Someone turned us on to Trying Out Marriage With My Female Friend by Usui Shio (aka Onna Tomodachi to Kekkon Shitemita) and it's extremely adorable!
Minor content warning for hospitalization (spoilers inside for those who wish to skip it)
In Chapter 7 ("It's alright, I can endure this"), Ruriko has pain of increasing intensity, which she downplays because she doesn't want to ruin Kurumi's day ... but this means that it is only when Kurumi gets home that she learns her wife is in the hospital. (This is thanks to the couple's mutual friend Kuroda, who realizes upon calling that Ruriko is very sick and takes her.)
Ruriko's pain turns out to be appendicitis - fortunately a minor case, but she has to be on antibiotics through an IV for three or four days, time which is skipped over fairly quickly. The main thing that occurs here is Kurumi being distressed that Ruriko didn't tell her ("that ... that makes it seem like we're nothing more than friends...") and telling Ruriko, "There's nothing more important to me than you, Ruriko" when explaining that Ruriko should have told her and it wouldn't've been a bother.

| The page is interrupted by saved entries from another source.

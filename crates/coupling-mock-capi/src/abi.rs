//! The `precicec_*` symbols of the name-based C API.
//!
//! Each function converts its raw arguments, forwards to the global
//! [`Participant`](coupling_mock::Participant) and copies results into
//! caller storage. Contract violations abort the process.

use std::ffi::{c_char, c_double, c_int, c_void};

use coupling_mock::{Participant, DIMENSIONS, FINALIZE_MESSAGE};

use crate::args::{c_bool, count_arg, expect_contract, slice_arg, slice_out, str_arg};
use crate::state::{self, with_context, with_context_mut};

fn init_logging() {
    let _ = env_logger::try_init();
}

fn data_len(size: c_int, components: usize) -> usize {
    count_arg(size) * components
}

// ----------------------------------------------------------------------
// Lifecycle
// ----------------------------------------------------------------------

/// Creates the global mock participant.
///
/// # Safety
///
/// Both strings must be valid NUL-terminated UTF-8.
#[no_mangle]
pub unsafe extern "C" fn precicec_createParticipant(
    participant_name: *const c_char,
    configuration_file_name: *const c_char,
    solver_process_index: c_int,
    solver_process_size: c_int,
) {
    init_logging();
    let participant = Participant::create(
        unsafe { str_arg(participant_name) },
        unsafe { str_arg(configuration_file_name) },
        solver_process_index,
        solver_process_size,
    );
    state::install(participant);
}

/// Creates the global mock participant with an opaque communicator.
///
/// # Safety
///
/// Both strings must be valid NUL-terminated UTF-8. The communicator is
/// never dereferenced.
#[no_mangle]
pub unsafe extern "C" fn precicec_createParticipant_withCommunicator(
    participant_name: *const c_char,
    configuration_file_name: *const c_char,
    solver_process_index: c_int,
    solver_process_size: c_int,
    communicator: *mut c_void,
) {
    init_logging();
    let participant = Participant::create_with_communicator(
        unsafe { str_arg(participant_name) },
        unsafe { str_arg(configuration_file_name) },
        solver_process_index,
        solver_process_size,
        &communicator,
    );
    state::install(participant);
}

#[no_mangle]
pub extern "C" fn precicec_initialize() {
    with_context_mut(|ctx| {
        ctx.participant.initialize();
    });
}

#[no_mangle]
pub extern "C" fn precicec_advance(computed_time_step_size: c_double) {
    with_context_mut(|ctx| {
        ctx.participant.advance(computed_time_step_size);
    });
}

/// Finalizes the participant and prints the confirmation to stdout.
#[no_mangle]
pub extern "C" fn precicec_finalize() {
    with_context_mut(|ctx| ctx.participant.finalize());
    println!("{FINALIZE_MESSAGE}");
}

// ----------------------------------------------------------------------
// Status
// ----------------------------------------------------------------------

/// # Safety
///
/// `mesh_name` must be a valid NUL-terminated string.
#[no_mangle]
pub unsafe extern "C" fn precicec_getMeshDimensions(mesh_name: *const c_char) -> c_int {
    let mesh = unsafe { str_arg(mesh_name) };
    with_context(|ctx| ctx.participant.get_mesh_dimensions(mesh) as c_int)
}

/// # Safety
///
/// Both names must be valid NUL-terminated strings.
#[no_mangle]
pub unsafe extern "C" fn precicec_getDataDimensions(
    mesh_name: *const c_char,
    data_name: *const c_char,
) -> c_int {
    let (mesh, data) = unsafe { (str_arg(mesh_name), str_arg(data_name)) };
    with_context(|ctx| ctx.participant.get_data_dimensions(mesh, data) as c_int)
}

#[no_mangle]
pub extern "C" fn precicec_isCouplingOngoing() -> c_int {
    with_context(|ctx| c_bool(ctx.participant.is_coupling_ongoing()))
}

#[no_mangle]
pub extern "C" fn precicec_isTimeWindowComplete() -> c_int {
    with_context(|ctx| c_bool(ctx.participant.is_time_window_complete()))
}

#[no_mangle]
pub extern "C" fn precicec_getMaxTimeStepSize() -> c_double {
    with_context(|ctx| ctx.participant.get_max_time_step_size())
}

#[no_mangle]
pub extern "C" fn precicec_requiresInitialData() -> c_int {
    with_context(|ctx| c_bool(ctx.participant.requires_initial_data()))
}

#[no_mangle]
pub extern "C" fn precicec_requiresWritingCheckpoint() -> c_int {
    with_context(|ctx| c_bool(ctx.participant.requires_writing_checkpoint()))
}

#[no_mangle]
pub extern "C" fn precicec_requiresReadingCheckpoint() -> c_int {
    with_context(|ctx| c_bool(ctx.participant.requires_reading_checkpoint()))
}

/// # Safety
///
/// `mesh_name` must be a valid NUL-terminated string.
#[no_mangle]
pub unsafe extern "C" fn precicec_hasMesh(mesh_name: *const c_char) -> c_int {
    let mesh = unsafe { str_arg(mesh_name) };
    with_context(|ctx| c_bool(ctx.participant.has_mesh(mesh)))
}

/// # Safety
///
/// Both names must be valid NUL-terminated strings.
#[no_mangle]
pub unsafe extern "C" fn precicec_hasData(mesh_name: *const c_char, data_name: *const c_char) -> c_int {
    let (mesh, data) = unsafe { (str_arg(mesh_name), str_arg(data_name)) };
    with_context(|ctx| c_bool(ctx.participant.has_data(mesh, data)))
}

/// # Safety
///
/// `mesh_name` must be a valid NUL-terminated string.
#[no_mangle]
pub unsafe extern "C" fn precicec_requiresMeshConnectivityFor(mesh_name: *const c_char) -> c_int {
    let mesh = unsafe { str_arg(mesh_name) };
    with_context(|ctx| c_bool(ctx.participant.requires_mesh_connectivity_for(mesh)))
}

/// # Safety
///
/// Both names must be valid NUL-terminated strings.
#[no_mangle]
pub unsafe extern "C" fn precicec_requiresGradientDataFor(
    mesh_name: *const c_char,
    data_name: *const c_char,
) -> c_int {
    let (mesh, data) = unsafe { (str_arg(mesh_name), str_arg(data_name)) };
    with_context(|ctx| c_bool(ctx.participant.requires_gradient_data_for(mesh, data)))
}

/// Returns the version literal. The pointer stays valid until the next create.
#[no_mangle]
pub extern "C" fn precicec_getVersionInformation() -> *const c_char {
    with_context(|ctx| ctx.version.as_ptr())
}

// ----------------------------------------------------------------------
// Mesh
// ----------------------------------------------------------------------

/// # Safety
///
/// `position` must point to `DIMENSIONS` doubles.
#[no_mangle]
pub unsafe extern "C" fn precicec_setMeshVertex(mesh_name: *const c_char, position: *const c_double) -> c_int {
    let mesh = unsafe { str_arg(mesh_name) };
    let position = unsafe { slice_arg(position, DIMENSIONS) };
    let position = coupling_mock::DVec3::from_slice(position);
    with_context_mut(|ctx| ctx.participant.set_mesh_vertex(mesh, position))
}

/// Aborts unless `size` equals the fixture vertex count.
///
/// # Safety
///
/// `positions` must hold `size * DIMENSIONS` doubles and `ids` room for
/// `size` ints.
#[no_mangle]
pub unsafe extern "C" fn precicec_setMeshVertices(
    mesh_name: *const c_char,
    size: c_int,
    positions: *const c_double,
    ids: *mut c_int,
) {
    let mesh = unsafe { str_arg(mesh_name) };
    let positions = unsafe { slice_arg(positions, data_len(size, DIMENSIONS)) };
    let answer = with_context_mut(|ctx| {
        expect_contract("setMeshVertices", ctx.participant.set_mesh_vertices(mesh, positions))
    });
    unsafe { slice_out(ids, answer.len()) }.copy_from_slice(&answer);
}

/// # Safety
///
/// `mesh_name` must be a valid NUL-terminated string.
#[no_mangle]
pub unsafe extern "C" fn precicec_getMeshVertexSize(mesh_name: *const c_char) -> c_int {
    let mesh = unsafe { str_arg(mesh_name) };
    with_context(|ctx| ctx.participant.get_mesh_vertex_size(mesh) as c_int)
}

/// # Safety
///
/// `mesh_name` must be a valid NUL-terminated string.
#[no_mangle]
pub unsafe extern "C" fn precicec_setMeshEdge(mesh_name: *const c_char, first_vertex_id: c_int, second_vertex_id: c_int) {
    let mesh = unsafe { str_arg(mesh_name) };
    with_context_mut(|ctx| {
        ctx.participant
            .set_mesh_edge(mesh, first_vertex_id, second_vertex_id);
    });
}

/// # Safety
///
/// `vertices` must hold `2 * size` ints.
#[no_mangle]
pub unsafe extern "C" fn precicec_setMeshEdges(mesh_name: *const c_char, size: c_int, vertices: *const c_int) {
    let mesh = unsafe { str_arg(mesh_name) };
    let vertices = unsafe { slice_arg(vertices, data_len(size, 2)) };
    with_context_mut(|ctx| ctx.participant.set_mesh_edges(mesh, vertices));
}

/// # Safety
///
/// `mesh_name` must be a valid NUL-terminated string.
#[no_mangle]
pub unsafe extern "C" fn precicec_setMeshTriangle(
    mesh_name: *const c_char,
    first_vertex_id: c_int,
    second_vertex_id: c_int,
    third_vertex_id: c_int,
) {
    let mesh = unsafe { str_arg(mesh_name) };
    with_context_mut(|ctx| {
        ctx.participant
            .set_mesh_triangle(mesh, first_vertex_id, second_vertex_id, third_vertex_id);
    });
}

/// # Safety
///
/// `vertices` must hold `3 * size` ints.
#[no_mangle]
pub unsafe extern "C" fn precicec_setMeshTriangles(mesh_name: *const c_char, size: c_int, vertices: *const c_int) {
    let mesh = unsafe { str_arg(mesh_name) };
    let vertices = unsafe { slice_arg(vertices, data_len(size, 3)) };
    with_context_mut(|ctx| ctx.participant.set_mesh_triangles(mesh, vertices));
}

/// # Safety
///
/// `mesh_name` must be a valid NUL-terminated string.
#[no_mangle]
pub unsafe extern "C" fn precicec_setMeshQuad(
    mesh_name: *const c_char,
    first_vertex_id: c_int,
    second_vertex_id: c_int,
    third_vertex_id: c_int,
    fourth_vertex_id: c_int,
) {
    let mesh = unsafe { str_arg(mesh_name) };
    with_context_mut(|ctx| {
        ctx.participant.set_mesh_quad(
            mesh,
            first_vertex_id,
            second_vertex_id,
            third_vertex_id,
            fourth_vertex_id,
        );
    });
}

/// # Safety
///
/// `vertices` must hold `4 * size` ints.
#[no_mangle]
pub unsafe extern "C" fn precicec_setMeshQuads(mesh_name: *const c_char, size: c_int, vertices: *const c_int) {
    let mesh = unsafe { str_arg(mesh_name) };
    let vertices = unsafe { slice_arg(vertices, data_len(size, 4)) };
    with_context_mut(|ctx| ctx.participant.set_mesh_quads(mesh, vertices));
}

/// # Safety
///
/// `mesh_name` must be a valid NUL-terminated string.
#[no_mangle]
pub unsafe extern "C" fn precicec_setMeshTetrahedron(
    mesh_name: *const c_char,
    first_vertex_id: c_int,
    second_vertex_id: c_int,
    third_vertex_id: c_int,
    fourth_vertex_id: c_int,
) {
    let mesh = unsafe { str_arg(mesh_name) };
    with_context_mut(|ctx| {
        ctx.participant.set_mesh_tetrahedron(
            mesh,
            first_vertex_id,
            second_vertex_id,
            third_vertex_id,
            fourth_vertex_id,
        );
    });
}

/// # Safety
///
/// `vertices` must hold `4 * size` ints.
#[no_mangle]
pub unsafe extern "C" fn precicec_setMeshTetrahedra(mesh_name: *const c_char, size: c_int, vertices: *const c_int) {
    let mesh = unsafe { str_arg(mesh_name) };
    let vertices = unsafe { slice_arg(vertices, data_len(size, 4)) };
    with_context_mut(|ctx| ctx.participant.set_mesh_tetrahedra(mesh, vertices));
}

/// Aborts unless the box equals the fixture box element by element.
///
/// # Safety
///
/// `bounding_box` must hold `2 * DIMENSIONS` doubles.
#[no_mangle]
pub unsafe extern "C" fn precicec_setMeshAccessRegion(mesh_name: *const c_char, bounding_box: *const c_double) {
    let mesh = unsafe { str_arg(mesh_name) };
    let bounding_box = unsafe { slice_arg(bounding_box, 2 * DIMENSIONS) };
    with_context_mut(|ctx| {
        expect_contract(
            "setMeshAccessRegion",
            ctx.participant.set_mesh_access_region(mesh, bounding_box),
        );
    });
}

/// Aborts unless `size` equals the vertex count and the mesh is the fixture mesh.
///
/// # Safety
///
/// `ids` must have room for `size` ints and `coordinates` for
/// `size * DIMENSIONS` doubles.
#[no_mangle]
pub unsafe extern "C" fn precicec_getMeshVerticesAndIDs(
    mesh_name: *const c_char,
    size: c_int,
    ids: *mut c_int,
    coordinates: *mut c_double,
) {
    let mesh = unsafe { str_arg(mesh_name) };
    let (answer_ids, answer_coordinates) = with_context(|ctx| {
        expect_contract(
            "getMeshVerticesAndIDs",
            ctx.participant.get_mesh_vertices_and_ids(mesh, count_arg(size)),
        )
    });
    unsafe { slice_out(ids, answer_ids.len()) }.copy_from_slice(&answer_ids);
    unsafe { slice_out(coordinates, answer_coordinates.len()) }
        .copy_from_slice(&answer_coordinates);
}

// ----------------------------------------------------------------------
// Data
// ----------------------------------------------------------------------

/// Copies `size * getDataDimensions` values into the exchange buffer.
///
/// # Safety
///
/// `value_indices` must hold `size` ints and `values` the data values.
#[no_mangle]
pub unsafe extern "C" fn precicec_writeData(
    mesh_name: *const c_char,
    data_name: *const c_char,
    size: c_int,
    value_indices: *const c_int,
    values: *const c_double,
) {
    let (mesh, data) = unsafe { (str_arg(mesh_name), str_arg(data_name)) };
    with_context_mut(|ctx| {
        let components = ctx.participant.get_data_dimensions(mesh, data);
        let indices = unsafe { slice_arg(value_indices, count_arg(size)) };
        let values = unsafe { slice_arg(values, data_len(size, components)) };
        expect_contract(
            "writeData",
            ctx.participant.write_data(mesh, data, indices, values),
        );
    });
}

/// Copies `size * getDataDimensions` values out of the exchange buffer.
///
/// # Safety
///
/// `value_indices` must hold `size` ints and `values` room for the data.
#[no_mangle]
pub unsafe extern "C" fn precicec_readData(
    mesh_name: *const c_char,
    data_name: *const c_char,
    size: c_int,
    value_indices: *const c_int,
    values: *mut c_double,
) {
    let (mesh, data) = unsafe { (str_arg(mesh_name), str_arg(data_name)) };
    with_context(|ctx| {
        let components = ctx.participant.get_data_dimensions(mesh, data);
        let indices = unsafe { slice_arg(value_indices, count_arg(size)) };
        let values = unsafe { slice_out(values, data_len(size, components)) };
        expect_contract(
            "readData",
            ctx.participant.read_data_into(mesh, data, indices, values),
        );
    });
}

/// Copies one gradient per index into the exchange buffer.
///
/// # Safety
///
/// `value_indices` must hold `size` ints and `gradients`
/// `size * getDataDimensions * getMeshDimensions` doubles.
#[no_mangle]
pub unsafe extern "C" fn precicec_writeGradientData(
    mesh_name: *const c_char,
    data_name: *const c_char,
    size: c_int,
    value_indices: *const c_int,
    gradients: *const c_double,
) {
    let (mesh, data) = unsafe { (str_arg(mesh_name), str_arg(data_name)) };
    with_context_mut(|ctx| {
        let components =
            ctx.participant.get_data_dimensions(mesh, data) * ctx.participant.get_mesh_dimensions(mesh);
        let indices = unsafe { slice_arg(value_indices, count_arg(size)) };
        let gradients = unsafe { slice_arg(gradients, data_len(size, components)) };
        expect_contract(
            "writeGradientData",
            ctx.participant
                .write_gradient_data(mesh, data, indices, gradients),
        );
    });
}

/// Older spelling of [`precicec_writeGradientData`].
///
/// # Safety
///
/// Same as [`precicec_writeGradientData`].
#[no_mangle]
pub unsafe extern "C" fn precicec_writeBlockVectorGradientData(
    mesh_name: *const c_char,
    data_name: *const c_char,
    size: c_int,
    value_indices: *const c_int,
    gradients: *const c_double,
) {
    unsafe { precicec_writeGradientData(mesh_name, data_name, size, value_indices, gradients) }
}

(Instead of being able to verbally acknowledge this, Ruriko notices Kurumi's wet hair and tells her that she shouldn't forget her umbrella - "I don't want you to catch a cold." Kurumi accepts this as just the kind of person Ruriko is.)
Ruriko is discharged on page 00074, near the end of Chapter 8 ("What's important to me").
(Also, content warning for food - it's a recurring thing throughout - and occasional alcohol.)
This is slice-of-life in the most lovingly mundane form: the protagonists navigate chores, purchases, and differing dispositions, and the feelings and questions that spill out from these day-to-day things.
...but they also deal quite directly with amatonormativity. Their marriage does not fit the cultural model of romance and sex that surrounds them, but it also does not fit the model of "just friends" that they initially assumed it would. They care quite intensely about each other, are desirous of each other's company, and do their best to support each other through struggles small and great. Their approach to the whole affair feels much in the vein of relationship anarchy: dissecting their feelings and making decisions based on what works for each of them, finding where their joys lie and celebrating that in the face of the obliviousness of others, and talking to each other.
I don't know if their relationship as of now is more queerplatonic or ace romantic, and I don't know if the author plans to remain in this space for the rest of the story's run or to portray its metamorphosis into something else. But I do know their relationship is healthy, and nuturing, and sweet.
It's currently serializing in Japanese - Chapter 22 came out this month, looks like.